Mobilitätswoche: Templergraben wird zur Fahrradstraße

Mobilitätswoche : Templergraben wird zur Fahrradstraße

Wer wissen wollte, was man so alles auf Straßen und Wegen machen kann, auf denen im Alltag der ganz normale Stadtverkehr fließt, konnte sich am Samstag beim Erlebnistag Mobilität auf dem Templergraben ein beeindruckendes Bild davon machen.

Im Rahmen der Europäischen Woche der Mobilität hatte der „Runde Tisch Radverkehr“ als Organisator vor dem Hauptgebäude der RWTH und dem Super C einen Bereich geschaffen, der vollgepackt war mit all den Neuerungen in Sachen Radmobilität — und noch weitaus mehr.

Das Fahrrad als Transporter: Der Umgang mit einem Lastenrad will allerdings erst einmal geübt sein. Foto: Andreas Steindl

Beeindruckend zu sehen, welche Möglichkeiten der Fortbewegung und des Transportes mittlerweile auf zwei oder vier Rädern angeboten werden. ADAC, ADFC, Aseag, AVV, Cambio-Carsharing, Clac-Fahrradkuriere, e.Go-Mobile, Madame Cargo, Nissan Deutschland, Streetscooter, Urban Move/Erlebniswelt Mobilität, Velocity und nicht zuletzt die Verkehrsplaner der Stadt Aachen demonstrierten im Schulterschluss, wo die verkehrspolitische Reise hingehen soll. Die Palette der Aussteller und Angebote war kunterbunt, das Interesse der Passanten von Beginn an groß.

Die Zukunft der Mobilität verspricht, interessant zu werden: Auf einem Parcours konnten interessierte Pedalritter ihre ersten Fahrversuche mit den teilweise futuristisch anmutenden Fahrzeugen riskieren, wobei der Nachwuchs sich da bereits entschieden geschickter anstellte. Aber die großen Lastenräder, mit denen auch schon einmal ein Wocheneinkauf für die ganze Familie absolviert werden kann, wollen auch erst einmal beherrscht werden. Dabei hilft dann in der Regel der Elektromotor, der bei allen Fahrzeugen zur Anwendung kommt und die diversen Steigungen im Aachener Stadtbild zu bewältigen hilft. Von A nach B mit möglichst wenig Aufwand und das mit größtmöglicher Sicherheit, so lautet das Credo für die Zukunft. Dabei spielt dann natürlich die verbesserungswürdige Infrastruktur der Verkehrswege eine existenzielle Rolle.

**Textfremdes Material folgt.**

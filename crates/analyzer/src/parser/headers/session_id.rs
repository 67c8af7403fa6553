use crate::parser::utils::{find_byte, skip_wsp, text, trim_wsp_end};
use crate::types::SessionIdValue;
use std::ops::Range;

/// session-id-value  =  local-uuid *(SEMI sess-id-param)
/// remote-param      =  "remote" EQUAL remote-uuid
/// sess-uuid         =  32(DIGIT / %x61-66)
///
/// Both identifiers are decoded only when the local id and the `remote`
/// value are each exactly 32 hex digits; otherwise parameters stay opaque.
pub fn parse_session_id(buf: &[u8], start: usize, end: usize) -> SessionIdValue {
    let end = end.min(buf.len());
    let local_start = skip_wsp(buf, start, end);
    let semi = find_byte(buf, local_start, end, b';');
    let local = local_start..trim_wsp_end(buf, local_start, semi.unwrap_or(end));
    let local_id = parse_uuid(&buf[local.clone()]);

    let mut value = SessionIdValue {
        local,
        local_uuid: None,
        remote_uuid: None,
        params: Vec::new(),
    };

    let mut next = semi;
    while let Some(pos) = next {
        let param_start = skip_wsp(buf, pos + 1, end);
        next = find_byte(buf, param_start, end, b';');
        let param_end = trim_wsp_end(buf, param_start, next.unwrap_or(end));
        if param_end <= param_start {
            continue;
        }

        if let (Some(local_id), Some(remote_id)) = (local_id, remote_param(buf, param_start..param_end)) {
            value.local_uuid = Some(local_id);
            value.remote_uuid = Some(remote_id);
        } else {
            value.params.push(param_start..param_end);
        }
    }

    value
}

/// `remote=<32 hex>` decoded, `None` for anything else
fn remote_param(buf: &[u8], span: Range<usize>) -> Option<u128> {
    let equals = find_byte(buf, span.start, span.end, b'=')?;
    let name = text(buf, span.start..trim_wsp_end(buf, span.start, equals));
    if !name.eq_ignore_ascii_case("remote") {
        return None;
    }
    let value_start = skip_wsp(buf, equals + 1, span.end);
    parse_uuid(&buf[value_start..span.end])
}

fn parse_uuid(hex: &[u8]) -> Option<u128> {
    if hex.len() != 32 || !hex.iter().all(u8::is_ascii_hexdigit) {
        return None;
    }
    u128::from_str_radix(std::str::from_utf8(hex).ok()?, 16).ok()
}
// Byte scanning helpers shared by the line, URI and header parsers.
//
// Every helper takes an explicit `[from, to)` window. `to` is clamped to the
// buffer length, so no helper can read past the bytes it was handed.

use nom::{
    branch::alt,
    bytes::complete::tag,
    character::complete::digit1,
    combinator::{map_res, recognize},
    multi::many0,
    IResult,
};

// Type alias for parser result
pub type ParseResult<'a, O> = IResult<&'a [u8], O>;

/// Parses a single whitespace character (SP or HTAB)
pub fn wsp(input: &[u8]) -> ParseResult<&[u8]> {
    alt((tag(b" "), tag(b"\t")))(input)
}

/// Parses optional whitespace (0 or more SP or HTAB)
pub fn owsp(input: &[u8]) -> ParseResult<&[u8]> {
    recognize(many0(wsp))(input)
}

/// Parses an unsigned 32 bit decimal number
pub fn uint32(input: &[u8]) -> ParseResult<u32> {
    map_res(digit1, |digits: &[u8]| {
        std::str::from_utf8(digits)
            .map_err(|_| ())
            .and_then(|s| s.parse::<u32>().map_err(|_| ()))
    })(input)
}

/// Leading decimal digits, like `strtoul`: `None` if there are no digits,
/// saturating on overflow.
pub fn leading_u32(input: &[u8]) -> Option<u32> {
    let digits = input.iter().take_while(|c| c.is_ascii_digit()).count();
    if digits == 0 {
        return None;
    }
    let value = input[..digits].iter().fold(0u64, |acc, d| {
        (acc * 10 + u64::from(d - b'0')).min(u64::from(u32::MAX))
    });
    Some(value as u32)
}

/// Whole input is an unsigned decimal number, surrounding whitespace allowed
pub fn exact_u32(input: &[u8]) -> Option<u32> {
    let (rest, _) = owsp(input).ok()?;
    let (rest, value) = uint32(rest).ok()?;
    let (rest, _) = owsp(rest).ok()?;
    rest.is_empty().then_some(value)
}

#[inline]
pub fn is_wsp(c: u8) -> bool {
    c == b' ' || c == b'\t'
}

#[inline]
fn window(buf: &[u8], from: usize, to: usize) -> (usize, usize) {
    let to = to.min(buf.len());
    (from.min(to), to)
}

/// Offset of the first `needle` in `buf[from..to]`
pub fn find_byte(buf: &[u8], from: usize, to: usize, needle: u8) -> Option<usize> {
    let (from, to) = window(buf, from, to);
    buf[from..to].iter().position(|&c| c == needle).map(|i| from + i)
}

/// Offset and value of the first byte of `set` in `buf[from..to]`
pub fn find_any(buf: &[u8], from: usize, to: usize, set: &[u8]) -> Option<(usize, u8)> {
    let (from, to) = window(buf, from, to);
    buf[from..to]
        .iter()
        .position(|c| set.contains(c))
        .map(|i| (from + i, buf[from + i]))
}

/// Offset of `pattern` in `buf[from..to]`, ASCII case-insensitive
pub fn find_ignore_case(buf: &[u8], from: usize, to: usize, pattern: &[u8]) -> Option<usize> {
    let (from, to) = window(buf, from, to);
    if pattern.is_empty() || to - from < pattern.len() {
        return None;
    }
    buf[from..to]
        .windows(pattern.len())
        .position(|w| w.eq_ignore_ascii_case(pattern))
        .map(|i| from + i)
}

/// Length of the line fold starting at `at`: CRLF or LF followed by SP/HTAB
fn fold_len(buf: &[u8], at: usize, to: usize) -> usize {
    match buf.get(at..to) {
        Some([b'\r', b'\n', c, ..]) if is_wsp(*c) => 2,
        Some([b'\n', c, ..]) if is_wsp(*c) => 1,
        _ => 0,
    }
}

/// First offset in `[from, to)` that is not LWS (SP, HTAB or a line fold),
/// or `to`
pub fn skip_wsp(buf: &[u8], from: usize, to: usize) -> usize {
    let (mut current, to) = window(buf, from, to);
    while current < to {
        if is_wsp(buf[current]) {
            current += 1;
        } else {
            match fold_len(buf, current, to) {
                0 => break,
                n => current += n,
            }
        }
    }
    current
}

/// End of `[from, to)` after dropping trailing LWS
pub fn trim_wsp_end(buf: &[u8], from: usize, to: usize) -> usize {
    let (from, to) = window(buf, from, to);
    buf[from..to]
        .iter()
        .rposition(|&c| !matches!(c, b' ' | b'\t' | b'\r' | b'\n'))
        .map_or(from, |i| from + i + 1)
}

/// Whether `buf[at..]` starts with `pattern`, ASCII case-insensitive
pub fn starts_with_ignore_case(buf: &[u8], at: usize, pattern: &[u8]) -> bool {
    buf.get(at..at.saturating_add(pattern.len()))
        .map_or(false, |s| s.eq_ignore_ascii_case(pattern))
}

/// Offset of the closing `"` of a quoted string whose opening quote is at `open`.
///
/// A quote preceded by an odd number of backslashes is escaped.
pub fn find_closing_quote(buf: &[u8], open: usize, to: usize) -> Option<usize> {
    let mut at = open + 1;
    loop {
        let quote = find_byte(buf, at, to, b'"')?;
        let backslashes = buf[open + 1..quote]
            .iter()
            .rev()
            .take_while(|&&c| c == b'\\')
            .count();
        if backslashes % 2 == 0 {
            return Some(quote);
        }
        at = quote + 1;
    }
}

/// Like [`find_any`], skipping over quoted strings
pub fn find_any_unquoted(buf: &[u8], from: usize, to: usize, set: &[u8]) -> Option<(usize, u8)> {
    let mut at = from;
    loop {
        let (pos, c) = find_any(buf, at, to, &[set, &b"\""[..]].concat())?;
        if c == b'"' && !set.contains(&b'"') {
            at = find_closing_quote(buf, pos, to)? + 1;
            continue;
        }
        return Some((pos, c));
    }
}

/// Lossy UTF-8 text of `buf[range]`, empty if the range is out of bounds
pub fn text(buf: &[u8], range: std::ops::Range<usize>) -> String {
    buf.get(range)
        .map(|b| String::from_utf8_lossy(b).into_owned())
        .unwrap_or_default()
}

/// Replaces line folding (line break followed by SP/HTAB) and runs of
/// whitespace with a single SP.
pub fn unfold_lws(input: &[u8]) -> Vec<u8> {
    let mut unfolded = Vec::with_capacity(input.len());
    let mut i = 0;
    let mut last_was_wsp = false;

    while i < input.len() {
        let fold_len = match &input[i..] {
            [b'\r', b'\n', c, ..] if is_wsp(*c) => 2,
            [b'\n', c, ..] if is_wsp(*c) => 1,
            [c, ..] if is_wsp(*c) => 0,
            _ => {
                unfolded.push(input[i]);
                i += 1;
                last_was_wsp = false;
                continue;
            }
        };
        i += fold_len;
        while i < input.len() && is_wsp(input[i]) {
            i += 1;
        }
        if !last_was_wsp {
            unfolded.push(b' ');
            last_was_wsp = true;
        }
    }

    unfolded
}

Wie es gehen kann, zeigte die Stadt mit dem Einrichten einer Fahrradstraße vor dem Super C, der Traum aller Radfahrer bleibt allerdings bis auf weiteres noch eine Illusion. Das Fahrradverleihunternehmen Velocity will diese Idee in der ganzen Region etablieren, 50 Verleihstationen werden bis zum Jahresende für eine akzeptable Erreichbarkeit sorgen. Das Angebot wird im nächsten Jahr verdoppelt, so dass dann in vielen Ecken der Kaiserstadt das Aufsteigen möglich sein wird.

In die gleiche Kerbe schlägt das längst etablierte Angebot von Cambio Carsharing, wo man bei Bedarf einen vierrädrigen Untersatz leihen kann. Wer aber gar nicht auf ein eigenes Auto verzichten möchte, ist beim regional produzierten e.Go genau richtig. Einerseits möchten die Verantwortlichen den Kleinbus e.Go Mover mit zehn Sitz- und fünf Stehplätzen in naher Zukunft etablieren, andererseits den e.Go Life als Kleinwagen für den Hausgebrauch attraktiv machen.

Anders denken

Aseag und AVV sind ebenfalls mit im Boot, wenn es um zukunftsfähige Mobilität geht. Manches wird in Zukunft anders gedacht werden müssen, als es über Jahrzehnte liebe Gewohnheit war, aber die ersten Schritte sind gemacht. So zeigte der Abschlusstag der Europäischen Woche der Mobilität vor allem eines: Die Möglichkeiten sind da, nun müssen schnell die notwendigen Rahmenbedingungen für alle Verkehrsteilnehmer verbessert und aufeinander abgestimmt werden. Dann wird vielleicht demnächst der Traum vom „Aushängeschild Aachen“ in Sachen elektrischer Mobilität auch Realität.